Ignoring Advanced Data Protection
iCloud+ includes the option to enable end-to-end encryption across most data categories via Advanced Data Protection, but this setting is off by default. Most users never discover it. Enabling it in Settings > Apple ID > iCloud > Advanced Data Protection takes under two minutes and significantly raises the security floor of everything stored in iCloud.
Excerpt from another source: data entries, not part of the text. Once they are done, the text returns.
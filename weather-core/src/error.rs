use thiserror::Error;

/// Every way a single weather lookup can fail.
///
/// The `Display` text is exactly what the front-end shows the user, so each
/// variant other than [`FetchError::NoCitySelected`] carries the `Error: ` prefix.
#[derive(Debug, Clone, PartialEq, Eq, Error)]
pub enum FetchError {
    /// The selector still shows the placeholder entry.
    #[error("Please select a city.")]
    NoCitySelected,

    #[error("Error: Unknown city '{0}'. Supported cities: {cities}.", cities = crate::City::names().join(", "))]
    UnknownCity(String),

    /// The provider answered with a non-200 `cod` in its body.
    #[error("Error: {message}")]
    Provider { message: String },

    /// Network, DNS or body-read failure.
    #[error("Error: {0}")]
    Transport(String),

    /// Body was not JSON, or was missing a field we need.
    #[error("Error: {0}")]
    Parse(String),
}

impl From<serde_json::Error> for FetchError {
    fn from(err: serde_json::Error) -> Self {
        FetchError::Parse(err.to_string())
    }
}

impl From<reqwest::Error> for FetchError {
    fn from(err: reqwest::Error) -> Self {
        FetchError::Transport(err.to_string())
    }
}
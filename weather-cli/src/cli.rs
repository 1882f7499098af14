use anyhow::Context;
use clap::{Parser, Subcommand};
use inquire::{Confirm, InquireError, Password, Select};
use weather_core::{City, Config, Selection, WeatherQueryResult, WeatherService};

use crate::render;

/// Top-level CLI struct.
#[derive(Debug, Parser)]
#[command(name = "weather", version, about = "Current weather for a fixed list of cities")]
pub struct Cli {
    #[command(subcommand)]
    pub command: Command,
}

#[derive(Debug, Subcommand)]
pub enum Command {
    /// Store the OpenWeather API key in the config file.
    Configure,

    /// List the supported cities.
    Cities,

    /// Show current weather for a city.
    Show {
        /// City name; if absent, pick one interactively.
        city: Option<String>,

        /// Print the result as JSON instead of a table.
        #[arg(long)]
        json: bool,
    },
}

impl Cli {
    pub async fn run(self) -> anyhow::Result<()> {
        match self.command {
            Command::Configure => configure()?,
            Command::Cities => {
                for city in City::all() {
                    println!("{city}");
                }
            }
            Command::Show { city, json } => {
                // Fail before any prompt if there is no key.
                let config = Config::load()?;
                let provider = config.provider()?;
                tracing::debug!(endpoint = provider.endpoint(), "provider configured");
                let service = WeatherService::new(Box::new(provider));

                match city {
                    Some(name) => {
                        tracing::debug!(city = %name, "city given on command line");
                        let result = match Selection::try_from(name.as_str()) {
                            Ok(selection) => service.fetch_weather(selection).await,
                            Err(err) => WeatherQueryResult::Failure { message: err.to_string() },
                        };
                        print_result(&result, json)?;
                    }
                    None => interactive(&service, json).await?,
                }
            }
        }

        Ok(())
    }
}

fn configure() -> anyhow::Result<()> {
    let mut config = Config::load()?;

    let api_key = Password::new("OpenWeather API key:")
        .without_confirmation()
        .with_help_message("Get one at https://home.openweathermap.org/api_keys")
        .prompt()
        .context("Failed to read API key")?;

    if api_key.trim().is_empty() {
        anyhow::bail!("API key must not be empty");
    }

    config.set_api_key(api_key);
    let path = config.save()?;
    tracing::info!(path = %path.display(), "API key stored");

    println!("Saved configuration to {}", path.display());
    Ok(())
}

async fn interactive(service: &WeatherService, json: bool) -> anyhow::Result<()> {
    loop {
        let selection = match Select::new("City:", Selection::options()).with_page_size(14).prompt() {
            Ok(selection) => selection,
            Err(InquireError::OperationCanceled | InquireError::OperationInterrupted) => {
                return Ok(());
            }
            Err(err) => return Err(err).context("Failed to read city selection"),
        };

        tracing::debug!(%selection, "city selected");
        let result = service.fetch_weather(selection).await;
        if !result.is_success() {
            tracing::info!(%selection, "lookup did not succeed");
        }
        print_result(&result, json)?;

        let again = Confirm::new("Check another city?").with_default(true).prompt();
        match again {
            Ok(true) => continue,
            Ok(false) | Err(InquireError::OperationCanceled | InquireError::OperationInterrupted) => {
                return Ok(());
            }
            Err(err) => return Err(err).context("Failed to read answer"),
        }
    }
}

fn print_result(result: &WeatherQueryResult, json: bool) -> anyhow::Result<()> {
    if json {
        let text =
            serde_json::to_string_pretty(result).context("Failed to serialize weather result")?;
        println!("{text}");
    } else {
        println!("{}", render::screen(result, chrono::Local::now()));
    }

    Ok(())
}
The trade-off is that Apple cannot help you recover data if you lose access to your trusted devices, so setting up a recovery contact or key first is essential.
The Verdict: Who Should Subscribe to iCloud+
iCloud+ earns its price in three clear profiles: the iPhone user hitting the 5 GB free tier ceiling (buy the $0.99/month plan immediately), the Apple family looking for shared storage with privacy benefits (the 2 TB plan at $9.99/month is exceptional value per person), and the HomeKit camera owner who needs encrypted video storage without a separate subscription.
The value proposition weakens for users who do not live primarily in the Apple ecosystem, who need advanced file collaboration, or who require zero-knowledge encryption by default. In those cases, Google Drive, Dropbox, Tresorit, or Sync.com are better fits depending on the priority.
For most iPhone owners, the honest answer is that iCloud+ at the 50 GB or 200 GB tier is the single cheapest, highest-impact subscription available — and one of the few cloud services that is genuinely harder to replace than it is to pay for.